Would you transcribe all of the data exactly, down to the last character?

"""

//! Orthogonal connectors between related tiles.
//!
//! A connector leaves the corner of the source tile nearest the target's center. If that corner
//! shares an x or y coordinate with the chosen target corner the connector is a single straight
//! segment; otherwise it is an L with one bend, placed on whichever side keeps it away from the
//! tile it would otherwise cut across.

pub mod placement;

use crate::context::LayoutContext;
use crate::geom::{
    ColorClass, CornerPos, LineDir, LineSegment, Point, SegmentId, SegmentKind, line_direction,
};
use crate::model::Relation;
use crate::stroke::StrokeMetrics;
use crate::tile::{Corner, Tile};
use placement::{Leg, place, placement};
use tracing::{debug, trace};

/// Corner scan order used when ties are broken by first occurrence.
const CLOSEST_ORDER: [CornerPos; 4] = [
    CornerPos::TopLeft,
    CornerPos::TopRight,
    CornerPos::BottomRight,
    CornerPos::BottomLeft,
];

/// Corner of `a` with the smallest Manhattan distance to `b`'s center. Ties keep the first corner
/// in clockwise order from the top-left.
pub fn closest_corner(a: &Tile, b: &Tile) -> CornerPos {
    let mut best = CLOSEST_ORDER[0];
    let mut best_d = f64::INFINITY;
    for pos in CLOSEST_ORDER {
        let d = a.corner(pos).point.manhattan(b.center);
        if d < best_d {
            best_d = d;
            best = pos;
        }
    }
    best
}

/// Corner of `b` lying diagonally outside `a` (outside both its x-range and y-range) that is
/// nearest to `a`'s center, if any.
pub fn far_corner(a: &Tile, b: &Tile) -> Option<CornerPos> {
    let mut best = None;
    let mut best_d = f64::INFINITY;
    for pos in CornerPos::ALL {
        let pt = b.corner(pos).point;
        if !a.is_diagonal_to(pt) {
            continue;
        }
        let d = a.center.euclidean(pt);
        if d < best_d {
            best_d = d;
            best = Some(pos);
        }
    }
    best
}

/// Bend point of the L through `cp1` and `cp2` that lies further from `center`.
pub fn furthest_connector(cp1: Point, cp2: Point, center: Point) -> Point {
    let p = Point::new(cp1.x, cp2.y);
    let q = Point::new(cp2.x, cp1.y);
    if p.euclidean(center) > q.euclidean(center) {
        p
    } else {
        q
    }
}

/// Connectors are emphasized only between tiles regulated in the same direction.
pub fn connector_color(a: &Tile, b: &Tile) -> ColorClass {
    match (a.color, b.color) {
        (ColorClass::Up, ColorClass::Up) => ColorClass::Up,
        (ColorClass::Down, ColorClass::Down) => ColorClass::Down,
        _ => ColorClass::Moderate,
    }
}

/// Segments of one connector.
#[derive(Debug, Clone, PartialEq)]
pub enum Route {
    Straight(LineSegment),
    Bent(LineSegment, LineSegment),
}

impl Route {
    pub fn segments(&self) -> Vec<&LineSegment> {
        match self {
            Route::Straight(s) => vec![s],
            Route::Bent(a, b) => vec![a, b],
        }
    }
}

/// Corner choice and bend point for a pair of tiles.
#[derive(Debug, Clone, Copy, PartialEq)]
pub struct CornerPair {
    pub from: CornerPos,
    pub to: CornerPos,
    pub connector: Point,
    /// True when no corner of the target lay diagonally outside the source.
    pub fallback: bool,
}

pub fn choose_corners(a: &Tile, b: &Tile) -> CornerPair {
    let from = closest_corner(a, b);
    let cp1 = a.corner(from).point;
    match far_corner(a, b) {
        Some(to) => CornerPair {
            from,
            to,
            connector: furthest_connector(cp1, b.corner(to).point, b.center),
            fallback: false,
        },
        None => {
            let to = closest_corner(b, a);
            CornerPair {
                from,
                to,
                connector: furthest_connector(cp1, b.corner(to).point, a.center),
                fallback: true,
            }
        }
    }
}

/// Builds the segments linking `from` to `to`, bending at `connector` when the corners are not
/// aligned on either axis.
pub fn route_corners(
    from: &Corner,
    to: &Corner,
    connector: Point,
    color: ColorClass,
    stroke: &StrokeMetrics,
) -> Route {
    let (a, b) = (from.point, to.point);
    let segment = |a: Point, b: Point, direction: Option<LineDir>| LineSegment {
        a,
        b,
        direction,
        color,
        stroke_width: stroke.width,
        kind: SegmentKind::Connector,
    };

    if a.x == b.x && a.y != b.y {
        let dx = if from.position.is_left() {
            stroke.half
        } else {
            -stroke.half
        };
        return Route::Straight(segment(
            a.offset(dx, 0.0),
            b.offset(dx, 0.0),
            line_direction(a, b, stroke.half),
        ));
    }

    if a.y == b.y && a.x != b.x {
        let dy = if from.position.is_top() {
            stroke.half
        } else {
            -stroke.half
        };
        // The source corner's own boundary stroke already reaches past the corner.
        let lead = if from.position.is_left() {
            -stroke.trim()
        } else {
            stroke.trim()
        };
        return Route::Straight(segment(
            a.offset(lead, dy),
            b.offset(0.0, dy),
            line_direction(a, b, stroke.half),
        ));
    }

    let leg = |start: Point, end: Point, corner: CornerPos, role: Leg| {
        let dir = line_direction(start, end, stroke.half);
        match dir {
            Some(d) => {
                let (s, e) = place(start, end, d, placement(corner, d, role), stroke);
                segment(s, e, dir)
            }
            None => segment(start, end, None),
        }
    };

    Route::Bent(
        leg(a, connector, from.position, Leg::Outbound),
        leg(connector, b, to.position, Leg::Inbound),
    )
}

/// Routes one relation, appending its segments to `ctx` and recording the corner back-references.
///
/// Returns `None` when either id is not a tile of this context, or for a self pair.
pub fn route_relation(ctx: &mut LayoutContext, id_a: &str, id_b: &str) -> Option<Vec<SegmentId>> {
    if id_a == id_b {
        return None;
    }
    let (pair, route) = {
        let a = ctx.tile(id_a)?;
        let b = ctx.tile(id_b)?;
        let pair = choose_corners(a, b);
        if pair.fallback {
            trace!(a = id_a, b = id_b, "no diagonal target corner; using fallback scan");
        }
        let route = route_corners(
            a.corner(pair.from),
            b.corner(pair.to),
            pair.connector,
            connector_color(a, b),
            &ctx.stroke,
        );
        (pair, route)
    };

    let (ids, first, last) = match route {
        Route::Straight(seg) => {
            let id = ctx.push_segment(seg);
            (vec![id], id, id)
        }
        Route::Bent(out, back) => {
            let first = ctx.push_segment(out);
            let last = ctx.push_segment(back);
            (vec![first, last], first, last)
        }
    };
    if let Some(t) = ctx.tile_mut(id_a) {
        t.corner_mut(pair.from).owning_line = Some(first);
    }
    if let Some(t) = ctx.tile_mut(id_b) {
        t.corner_mut(pair.to).owning_line = Some(last);
    }
    Some(ids)
}

/// Routes `relations` in order, skipping self pairs and those naming unknown tiles.
pub fn route_all(ctx: &mut LayoutContext, relations: &[Relation]) -> Vec<SegmentId> {
    let mut out = Vec::new();
    for rel in relations {
        match route_relation(ctx, &rel.id_a, &rel.id_b) {
            Some(ids) => out.extend(ids),
            None => trace!(a = %rel.id_a, b = %rel.id_b, "relation not routed"),
        }
    }
    debug!(
        relations = relations.len(),
        segments = out.len(),
        "connectors routed"
    );
    out
}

"""

» Response to this exercise
//! Orthogonal connectors between related tiles.
//!
//! A connector leaves the corner of the source tile nearest the target's center. If that corner
//! shares an x or y coordinate with the chosen target corner the connector is a single straight
//! segment; otherwise it is an L with one bend, placed on whichever side keeps it away from the
//! tile it would otherwise cut across.

pub mod placement;

use crate::context::LayoutContext;
use crate::geom::{
    ColorClass, CornerPos, LineDir, LineSegment, Point, SegmentId, SegmentKind, line_direction,
};
use crate::model::Relation;
use crate::stroke::StrokeMetrics;
use crate::tile::{Corner, Tile};
use placement::{Leg, place, placement};
use tracing::{debug, trace};

/// Corner scan order used when ties are broken by first occurrence.
const CLOSEST_ORDER: [CornerPos; 4] = [
    CornerPos::TopLeft,
    CornerPos::TopRight,
    CornerPos::BottomRight,
    CornerPos::BottomLeft,
];

/// Corner of `a` with the smallest Manhattan distance to `b`'s center. Ties keep the first corner
/// in clockwise order from the top-left.
pub fn closest_corner(a: &Tile, b: &Tile) -> CornerPos {
    let mut best = CLOSEST_ORDER[0];
    let mut best_d = f64::INFINITY;
    for pos in CLOSEST_ORDER {
        let d = a.corner(pos).point.manhattan(b.center);
        if d < best_d {
            best_d = d;
            best = pos;
        }
    }
    best
}

/// Corner of `b` lying diagonally outside `a` (outside both its x-range and y-range) that is
/// nearest to `a`'s center, if any.
pub fn far_corner(a: &Tile, b: &Tile) -> Option<CornerPos> {
    let mut best = None;
    let mut best_d = f64::INFINITY;
    for pos in CornerPos::ALL {
        let pt = b.corner(pos).point;
        if !a.is_diagonal_to(pt) {
            continue;
        }
        let d = a.center.euclidean(pt);
        if d < best_d {
            best_d = d;
            best = Some(pos);
        }
    }
    best
}

/// Bend point of the L through `cp1` and `cp2` that lies further from `center`.
pub fn furthest_connector(cp1: Point, cp2: Point, center: Point) -> Point {
    let p = Point::new(cp1.x, cp2.y);
    let q = Point::new(cp2.x, cp1.y);
    if p.euclidean(center) > q.euclidean(center) {
        p
    } else {
        q
    }
}

/// Connectors are emphasized only between tiles regulated in the same direction.
pub fn connector_color(a: &Tile, b: &Tile) -> ColorClass {
    match (a.color, b.color) {
        (ColorClass::Up, ColorClass::Up) => ColorClass::Up,
        (ColorClass::Down, ColorClass::Down) => ColorClass::Down,
        _ => ColorClass::Moderate,
    }
}

/// Segments of one connector.
#[derive(Debug, Clone, PartialEq)]
pub enum Route {
    Straight(LineSegment),
    Bent(LineSegment, LineSegment),
}

impl Route {
    pub fn segments(&self) -> Vec<&LineSegment> {
        match self {
            Route::Straight(s) => vec![s],
            Route::Bent(a, b) => vec![a, b],
        }
    }
}

/// Corner choice and bend point for a pair of tiles.
#[derive(Debug, Clone, Copy, PartialEq)]
pub struct CornerPair {
    pub from: CornerPos,
    pub to: CornerPos,
    pub connector: Point,
    /// True when no corner of the target lay diagonally outside the source.
    pub fallback: bool,
}

pub fn choose_corners(a: &Tile, b: &Tile) -> CornerPair {
    let from = closest_corner(a, b);
    let cp1 = a.corner(from).point;
    match far_corner(a, b) {
        Some(to) => CornerPair {
            from,
            to,
            connector: furthest_connector(cp1, b.corner(to).point, b.center),
            fallback: false,
        },
        None => {
            let to = closest_corner(b, a);
            CornerPair {
                from,
                to,
                connector: furthest_connector(cp1, b.corner(to).point, a.center),
                fallback: true,
            }
        }
    }
}

/// Builds the segments linking `from` to `to`, bending at `connector` when the corners are not
/// aligned on either axis.
pub fn route_corners(
    from: &Corner,
    to: &Corner,
    connector: Point,
    color: ColorClass,
    stroke: &StrokeMetrics,
) -> Route {
    let (a, b) = (from.point, to.point);
    let segment = |a: Point, b: Point, direction: Option<LineDir>| LineSegment {
        a,
        b,
        direction,
        color,
        stroke_width: stroke.width,
        kind: SegmentKind::Connector,
    };

    if a.x == b.x && a.y != b.y {
        let dx = if from.position.is_left() {
            stroke.half
        } else {
            -stroke.half
        };
        return Route::Straight(segment(
            a.offset(dx, 0.0),
            b.offset(dx, 0.0),
            line_direction(a, b, stroke.half),
        ));
    }

    if a.y == b.y && a.x != b.x {
        let dy = if from.position.is_top() {
            stroke.half
        } else {
            -stroke.half
        };
        // The source corner's own boundary stroke already reaches past the corner.
        let lead = if from.position.is_left() {
            -stroke.trim()
        } else {
            stroke.trim()
        };
        return Route::Straight(segment(
            a.offset(lead, dy),
            b.offset(0.0, dy),
            line_direction(a, b, stroke.half),
        ));
    }

    let leg = |start: Point, end: Point, corner: CornerPos, role: Leg| {
        let dir = line_direction(start, end, stroke.half);
        match dir {
            Some(d) => {
                let (s, e) = place(start, end, d, placement(corner, d, role), stroke);
                segment(s, e, dir)
            }
            None => segment(start, end, None),
        }
    };

    Route::Bent(
        leg(a, connector, from.position, Leg::Outbound),
        leg(connector, b, to.position, Leg::Inbound),
    )
}

/// Routes one relation, appending its segments to `ctx` and recording the corner back-references.
///
/// Returns `None` when either id is not a tile of this context, or for a self pair.
pub fn route_relation(ctx: &mut LayoutContext, id_a: &str, id_b: &str) -> Option<Vec<SegmentId>> {
    if id_a == id_b {
        return None;
    }
    let (pair, route) = {
        let a = ctx.tile(id_a)?;
        let b = ctx.tile(id_b)?;
        let pair = choose_corners(a, b);
        if pair.fallback {
            trace!(a = id_a, b = id_b, "no diagonal target corner; using fallback scan");
        }
        let route = route_corners(
            a.corner(pair.from),
            b.corner(pair.to),
            pair.connector,
            connector_color(a, b),
            &ctx.stroke,
        );
        (pair, route)
    };

    let (ids, first, last) = match route {
        Route::Straight(seg) => {
            let id = ctx.push_segment(seg);
            (vec![id], id, id)
        }
        Route::Bent(out, back) => {
            let first = ctx.push_segment(out);
            let last = ctx.push_segment(back);
            (vec![first, last], first, last)
        }
    };
    if let Some(t) = ctx.tile_mut(id_a) {
        t.corner_mut(pair.from).owning_line = Some(first);
    }
    if let Some(t) = ctx.tile_mut(id_b) {
        t.corner_mut(pair.to).owning_line = Some(last);
    }
    Some(ids)
}

/// Routes `relations` in order, skipping self pairs and those naming unknown tiles.
pub fn route_all(ctx: &mut LayoutContext, relations: &[Relation]) -> Vec<SegmentId> {
    let mut out = Vec::new();
    for rel in relations {
        match route_relation(ctx, &rel.id_a, &rel.id_b) {
            Some(ids) => out.extend(ids),
            None => trace!(a = %rel.id_a, b = %rel.id_b, "relation not routed"),
        }
    }
    debug!(
        relations = relations.len(),
        segments = out.len(),
        "connectors routed"
    );
    out
}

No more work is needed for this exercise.